What led to this collaboration?
A successful collaboration ought to help both parties obtain something they might not have been capable of on their own. We partnered with Stone Island for precisely this motive. We saw an opportunity to mix our sport model design with Stone Island’s craft, technical material growth and dyeing experience. The result is a jacket that is instantly recognisable as both Nike and Stone Island it’s one which we consider will resonate fairly properly with followers of either model.
What does the classic Windrunner jacket mean to Nike?
The Nike Windrunner is arguably our most necessary apparel icon. In fact, it was part of our first apparel line more than two a long time ago, so there’s a component of nostalgia there. But perhaps extra vital is the truth that the silhouette seems to transcend sport and elegance developments.

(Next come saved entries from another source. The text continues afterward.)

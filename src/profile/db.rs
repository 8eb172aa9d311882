use async_trait::async_trait;
use sqlx::postgres::PgArguments;
use sqlx::query::Query;
use sqlx::{PgPool, Postgres};

use crate::descriptor::Descriptor;
use crate::error::SyncError;
use crate::store::{plan_replacement, Materialized, ProfileStore};

use super::Profile;

const SELECT_PROFILE: &str = r#"
    SELECT id, name, host, remote_port, password, protocol, protocol_param,
           method, obfs, obfs_param, url_group, route, remote_dns, ipv6
    FROM subsync.profile
"#;

pub struct PgProfileStore {
    pool: PgPool,
}

impl PgProfileStore {
    pub fn new(pool: PgPool) -> Self {
        PgProfileStore { pool }
    }
}

// Binds the descriptor columns as $1..$13, in table order.
fn bind_descriptor<'q>(q: Query<'q, Postgres, PgArguments>, d: &'q Descriptor) -> Query<'q, Postgres, PgArguments> {
    q.bind(&d.name)
        .bind(&d.host)
        .bind(d.remote_port)
        .bind(&d.password)
        .bind(&d.protocol)
        .bind(&d.protocol_param)
        .bind(&d.method)
        .bind(&d.obfs)
        .bind(&d.obfs_param)
        .bind(&d.url_group)
        .bind(&d.route)
        .bind(&d.remote_dns)
        .bind(d.ipv6)
}

#[async_trait]
impl ProfileStore for PgProfileStore {
    async fn get(&self, id: i64) -> Result<Option<Profile>, SyncError> {
        let sql = format!("{} WHERE id = $1", SELECT_PROFILE);
        sqlx::query_as::<_, Profile>(&sql)
            .bind(id)
            .fetch_optional(&self.pool)
            .await
            .map_err(SyncError::from_sqlx)
    }

    async fn list_by_group(&self, group: &str) -> Result<Vec<Profile>, SyncError> {
        let sql = format!("{} WHERE url_group = $1 ORDER BY id", SELECT_PROFILE);
        sqlx::query_as::<_, Profile>(&sql)
            .bind(group)
            .fetch_all(&self.pool)
            .await
            .map_err(SyncError::from_sqlx)
    }

    async fn delete_all(&self, profiles: &[Profile]) -> Result<u64, SyncError> {
        if profiles.is_empty() { return Ok(0); }
        let ids: Vec<i64> = profiles.iter().map(|p| p.id).collect();
        let res = sqlx::query("DELETE FROM subsync.profile WHERE id = ANY($1)")
            .bind(&ids)
            .execute(&self.pool)
            .await
            .map_err(SyncError::from_sqlx)?;
        Ok(res.rows_affected())
    }

    async fn materialize_for_group(&self, group: &str, descriptors: &[Descriptor]) -> Result<Materialized, SyncError> {
        // one transaction: readers see either the old generation or the new one
        let mut tx = self.pool.begin().await.map_err(SyncError::from_sqlx)?;

        let sql = format!("{} WHERE url_group = $1 ORDER BY id FOR UPDATE", SELECT_PROFILE);
        let existing = sqlx::query_as::<_, Profile>(&sql)
            .bind(group)
            .fetch_all(&mut *tx)
            .await
            .map_err(SyncError::from_sqlx)?;

        let plan = plan_replacement(group, &existing, descriptors);

        if !plan.remove.is_empty() {
            sqlx::query("DELETE FROM subsync.profile WHERE id = ANY($1)")
                .bind(&plan.remove)
                .execute(&mut *tx)
                .await
                .map_err(SyncError::from_sqlx)?;
        }

        for (id, d) in &plan.keep {
            let q = sqlx::query(
                r#"
                UPDATE subsync.profile
                   SET name = $1, host = $2, remote_port = $3, password = $4,
                       protocol = $5, protocol_param = $6, method = $7, obfs = $8,
                       obfs_param = $9, url_group = $10, route = $11,
                       remote_dns = $12, ipv6 = $13
                 WHERE id = $14
                "#,
            );
            let res = bind_descriptor(q, d).bind(*id).execute(&mut *tx).await.map_err(SyncError::from_sqlx)?;
            if res.rows_affected() != 1 {
                return Err(SyncError::StorageInvariantViolation(format!("profile {} vanished during replacement", id)));
            }
        }

        for d in &plan.insert {
            let q = sqlx::query(
                r#"
                INSERT INTO subsync.profile (name, host, remote_port, password,
                    protocol, protocol_param, method, obfs, obfs_param, url_group,
                    route, remote_dns, ipv6)
                VALUES ($1, $2, $3, $4, $5, $6, $7, $8, $9, $10, $11, $12, $13)
                "#,
            );
            bind_descriptor(q, d)
                .execute(&mut *tx)
                .await
                .map_err(SyncError::from_sqlx)?;
        }

        tx.commit().await.map_err(SyncError::from_sqlx)?;
        Ok(plan.summary())
    }
}
use tracing::Span;
use tracing::info_span;

use crate::telemetry::ctx::{OpMarker, PhaseSpan};

#[derive(Copy, Clone, Debug)]
pub struct SyncOp;

#[derive(Copy, Clone, Debug)]
pub enum Phase { Fetch, Parse, Decide, Cap, Materialize, Persist, Subscription }

impl PhaseSpan for Phase {
    fn name(&self) -> &'static str { match self {
        Phase::Fetch => "fetch",
        Phase::Parse => "parse",
        Phase::Decide => "decide",
        Phase::Cap => "cap",
        Phase::Materialize => "materialize",
        Phase::Persist => "persist",
        Phase::Subscription => "subscription",
    }}
    fn span(&self) -> Span { match self {
        Phase::Fetch => info_span!("fetch"),
        Phase::Parse => info_span!("parse"),
        Phase::Decide => info_span!("decide"),
        Phase::Cap => info_span!("cap"),
        Phase::Materialize => info_span!("materialize"),
        Phase::Persist => info_span!("persist"),
        Phase::Subscription => info_span!("subscription"),
    }}
}

impl OpMarker for SyncOp {
    const NAME: &'static str = "sync";
    type Phase = Phase;
    fn root_span() -> Span { info_span!("sync") }
}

It’s been in the line off and on since its debut within the early 1980s and, in that point, it’s proven to be a worthy canvas for collaboration and material innovation. The newest examples are the Stone Island and sacai interpretations, but the Windrunner has additionally employed a few of our main materials innovations over time, comparable to Nike Tech Fleece and Nike Aeroloft. It has additionally appeared on the medal stand within the final two summer season Olympic Games.
What do you admire about Stone Island?
The collaboration has been fairly seamless, partly as a result of we share various product values with Stone Island. I think a very powerful ones are our mutual obsession with performance and delivering consumer advantages. We are both dedicated to creating apparel that performs at the very best degree. Of course, it’s no secret that Stone Island is an business leader relating to creating technical materials and dyeing. The way it achieves such sensible colours by way of garment dyeing on its distinctive fabrics is kind of outstanding. So we had been desperate to tap into that experience, as the corporate has 30-plus years of knowhow on this area.
Did you consider creating a new silhouette as well reworking the Windrunner?
We’re calling 2016 the ‘Year of the Windrunnerto honour the rich heritage of our apparel icon. We’re also honouring monitor and discipline throughout what can be an important year for the sport, as the first iteration of the Windrunner was created to keep runners protected in wet climates. So presently, our focus is on this silhouette. We’re excited to work with Stone Island and sacai to kick off the celebration, and, whereas every partnership has resulted in a singular interpretation of the jacket, both have served to advance its legacy.
Nike goals to essentially push the boundaries of technical sports activities apparel. How far do you see that going and what can we count on from Nike this year?
I can’t converse to something particularly that’s coming this yr. But I can inform you that we are going to proceed to push the boundaries of what’s attainable. We’ll give attention to our most iconic sport style silhouettes and create newer and better versions for today’s demanding client.
NikeLab was created for us so as to add dimension to our model and we intend on repeatedly pursuing innovation through collaborations and debuting these products in distinct environments.
After all, when we innovate, we don’t suppose about limits. Nike’s culture thrives on collaboration not only with exterior partners akin to Stone Island, but in addition amongst our own neighborhood of more than 650 designers.